> [Action item]
Lift every line from the entries that includes the word "column".

(Records contained in a dataset)
'''
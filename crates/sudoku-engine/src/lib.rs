//! sudoku-engine: the computation behind puzzle-pool workers.
//!
//! Everything here is synchronous and CPU-bound; scheduling lives in `puzzle-pool`.

pub mod board;
pub mod error;
pub mod generate;
pub mod logic;
pub mod solver;
pub mod validate;

pub use board::Board;
pub use error::EngineError;
pub use generate::{Difficulty, Puzzle};
pub use logic::{SolvingStep, Technique, TechniqueLevel, analyze_difficulty, solve_with_steps};
pub use validate::Validation;

use crate::error::Result;

/// Solve a board, distinguishing conflicting clues from boards with no completion.
pub fn solve_board(board: &Board) -> Result<Board> {
    let conflicts = validate::conflicts(board);
    if !conflicts.is_empty() {
        return Err(EngineError::Conflicting(conflicts));
    }
    solver::solve(board).ok_or(EngineError::Unsolvable)
}
impl<'a> Parser<'a> {
    pub fn new(source: &'a str, string_dict: &'a mut StringDict) -> Self {
        let mut lexer = Lexer::new(source, string_dict);
        let current = lexer.next_token();
        Self {
            lexer,
            current,
            previous: Token::eof(0, 1, 1),
            no_in: false,
            depth: 0,
        }
    }

    /// Helper to intern a string in the dictionary
    #[inline]
    fn intern(&mut self, s: &str) -> Atom {
        self.lexer.string_dict().get_or_insert(s)
    }

    /// Parse a complete program
    pub fn parse_program(&mut self) -> Result<Program, AnnotateError> {
        let mut body = Vec::new();
        let mut source_type = SourceType::Script;

        while !self.is_at_end() {
            let stmt = self.parse_statement()?;
            if matches!(stmt, Statement::Import(_) | Statement::Export(_)) {
                source_type = SourceType::Module;
            }
            body.push(stmt);
        }

        Ok(Program {
            body: body.into(),
            source_type,
        })
    }

    // ============ SPECULATION ============

    fn snapshot(&self) -> Snapshot {
        Snapshot {
            lexer: self.lexer.checkpoint(),
            current: self.current.clone(),
            previous: self.previous.clone(),
            no_in: self.no_in,
        }
    }

    fn rewind(&mut self, snapshot: Snapshot) {
        self.lexer.restore(snapshot.lexer);
        self.current = snapshot.current;
        self.previous = snapshot.previous;
        self.no_in = snapshot.no_in;
    }

    /// Run `f`; if it fails or declines, put the parser back where it was.
    fn try_parse<T>(
        &mut self,
        f: impl FnOnce(&mut Self) -> Result<Option<T>, AnnotateError>,
    ) -> Option<T> {
        let snapshot = self.snapshot();
        match f(self) {
            Ok(Some(value)) => Some(value),
            Ok(None) | Err(_) => {
                self.rewind(snapshot);
                None
            }
        }
    }

    /// Run `f` one nesting level deeper.
    fn nested<T>(
        &mut self,
        f: impl FnOnce(&mut Self) -> Result<T, AnnotateError>,
    ) -> Result<T, AnnotateError> {
        if self.depth >= MAX_NESTING {
            return Err(self.error("Nesting is too deep"));
        }
        self.depth += 1;
        let result = f(self);
        self.depth -= 1;
        result
    }

    // ============ TOKENS ============

    fn advance(&mut self) {
        self.previous = std::mem::replace(&mut self.current, self.lexer.next_token());
    }

    fn require_token(&mut self, kind: &TokenKind) -> Result<(), AnnotateError> {
        if self.check(kind) {
            self.advance();
            Ok(())
        } else {
            Err(self.unexpected_token(&format!("{:?}", kind)))
        }
    }

    /// Consume a `>` in type context, splitting `>>` and `>>>` if needed.
    fn consume_gt_in_type_context(&mut self) -> Result<(), AnnotateError> {
        let rest = match &self.current.kind {
            TokenKind::Gt => {
                self.advance();
                return Ok(());
            }
            TokenKind::GtGt => TokenKind::Gt,
            TokenKind::GtGtGt => TokenKind::GtGt,
            TokenKind::GtEq => TokenKind::Eq,
            TokenKind::GtGtEq => TokenKind::GtEq,
            _ => return Err(self.unexpected_token("'>'")),
        };
        let span = self.current.span;
        self.previous = Token::new(
            TokenKind::Gt,
            Span::new(span.start, span.start + 1, span.line, span.column),
        );
        self.current = Token::new(
            rest,
            Span::new(span.start + 1, span.end, span.line, span.column + 1),
        );
        Ok(())
    }

    fn check_gt_in_type_context(&self) -> bool {
        matches!(
            self.current.kind,
            TokenKind::Gt | TokenKind::GtGt | TokenKind::GtGtGt | TokenKind::GtEq | TokenKind::GtGtEq
        )
    }

    fn expect_semicolon(&mut self) -> Result<(), AnnotateError> {
        if self.match_token(&TokenKind::Semicolon) {
            return Ok(());
        }

        // ASI: accept if at end, before }, or after newline
        if self.is_at_end() || self.check(&TokenKind::RBrace) || self.lexer.had_newline_before() {
            return Ok(());
        }

        Err(self.unexpected_token("';'"))
    }

    fn check(&self, kind: &TokenKind) -> bool {
        std::mem::discriminant(&self.current.kind) == std::mem::discriminant(kind)
    }

    /// The token after `current`, without consuming anything.
    fn peek_token(&mut self) -> Token {
        let checkpoint = self.lexer.checkpoint();
        let next = self.lexer.next_token();
        self.lexer.restore(checkpoint);
        next
    }

    /// Check if the next token (after current) is of the given kind
    fn peek_is(&mut self, kind: &TokenKind) -> bool {
        std::mem::discriminant(&self.peek_token().kind) == std::mem::discriminant(kind)
    }

    /// Whether the token after `current` starts on the same line.
    fn peek_on_same_line(&mut self) -> bool {
        let checkpoint = self.lexer.checkpoint();
        self.lexer.next_token();
        let same_line = !self.lexer.had_newline_before();
        self.lexer.restore(checkpoint);
        same_line
    }

    fn check_identifier(&self) -> bool {
        matches!(self.current.kind, TokenKind::Identifier(_))
            || is_contextual_keyword(&self.current.kind)
    }

    fn check_keyword(&self, keyword: &str) -> bool {
        matches!(&self.current.kind, TokenKind::Identifier(s) if s.as_ref() == keyword)
    }

    fn match_token(&mut self, kind: &TokenKind) -> bool {
        if self.check(kind) {
            self.advance();
            true
        } else {
            false
        }
    }

    fn is_at_end(&self) -> bool {
        self.current.kind == TokenKind::Eof
    }

    // ============ NAMES ============

    fn parse_identifier(&mut self) -> Result<Identifier, AnnotateError> {
        let name = match &self.current.kind {
            TokenKind::Identifier(name) => name.clone(),
            kind if is_contextual_keyword(kind) => {
                let text = keyword_text(kind).unwrap_or_default();
                self.intern(text)
            }
            _ => return Err(self.unexpected_token("identifier")),
        };
        let span = self.current.span;
        self.advance();
        Ok(Identifier { name, span })
    }

    /// Parse a private identifier (after `#` token has been consumed).
    /// Returns an Identifier with name including the `#` prefix (e.g., "#foo").
    fn parse_private_identifier(&mut self) -> Result<Identifier, AnnotateError> {
        let hash_span = self.previous.span;
        match &self.current.kind {
            TokenKind::Identifier(name) => {
                let private_name = format!("#{}", name);
                let name = self.intern(&private_name);
                let span = hash_span.to(self.current.span);
                self.advance();
                Ok(Identifier { name, span })
            }
            _ => Err(self.unexpected_token("identifier after #")),
        }
    }

    /// Parse identifier or keyword as a property name (after a dot).
    /// Reserved words are valid property names.
    fn parse_identifier_name(&mut self) -> Result<Identifier, AnnotateError> {
        if let TokenKind::Identifier(name) = &self.current.kind {
            let name = name.clone();
            let span = self.current.span;
            self.advance();
            return Ok(Identifier { name, span });
        }
        if let Some(text) = keyword_text(&self.current.kind) {
            let name = self.intern(text);
            let span = self.current.span;
            self.advance();
            return Ok(Identifier { name, span });
        }
        Err(self.unexpected_token("identifier"))
    }

    fn parse_property_name(&mut self) -> Result<ObjectPropertyKey, AnnotateError> {
        match &self.current.kind {
            TokenKind::String(s) => {
                let value = s.clone();
                let span = self.current.span;
                self.advance();
                Ok(ObjectPropertyKey::String(StringLiteral { value, span }))
            }
            TokenKind::Number(n) => {
                let n = *n;
                let span = self.current.span;
                self.advance();
                Ok(ObjectPropertyKey::Number(Literal {
                    value: LiteralValue::Number(n),
                    span,
                }))
            }
            TokenKind::BigInt(digits) => {
                let value = self.intern(&digits.clone());
                let span = self.current.span;
                self.advance();
                Ok(ObjectPropertyKey::String(StringLiteral { value, span }))
            }
            TokenKind::LBracket => {
                self.advance();
                let expr = self.parse_assignment_expression()?;
                self.require_token(&TokenKind::RBracket)?;
                Ok(ObjectPropertyKey::Computed(std::rc::Rc::new(expr)))
            }
            TokenKind::Hash => {
                self.advance();
                Ok(ObjectPropertyKey::PrivateIdentifier(
                    self.parse_private_identifier()?,
                ))
            }
            _ => Ok(ObjectPropertyKey::Identifier(self.parse_identifier_name()?)),
        }
    }

    fn parse_string_literal(&mut self) -> Result<StringLiteral, AnnotateError> {
        match &self.current.kind {
            TokenKind::String(s) => {
                let value = s.clone();
                let span = self.current.span;
                self.advance();
                Ok(StringLiteral { value, span })
            }
            _ => Err(self.unexpected_token("string")),
        }
    }

    // ============ SPANS AND ERRORS ============

    fn span_from(&self, start: Span) -> Span {
        Span::new(
            start.start,
            self.previous.span.end,
            start.line,
            start.column,
        )
    }

    fn error(&self, message: &str) -> AnnotateError {
        AnnotateError::syntax_error(message, self.current.span.line, self.current.span.column)
    }

    fn unexpected_token(&self, expected: &str) -> AnnotateError {
        AnnotateError::syntax_error(
            format!("Unexpected {:?}, expected {}", self.current.kind, expected),
            self.current.span.line,
            self.current.span.column,
        )
    }
}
'''
> [Expected output]
            Span::new(span.start, span.start + 1, span.line, span.column),
            Span::new(span.start + 1, span.end, span.line, span.column + 1),
            start.column,
        AnnotateError::syntax_error(message, self.current.span.line, self.current.span.column)
            self.current.span.column,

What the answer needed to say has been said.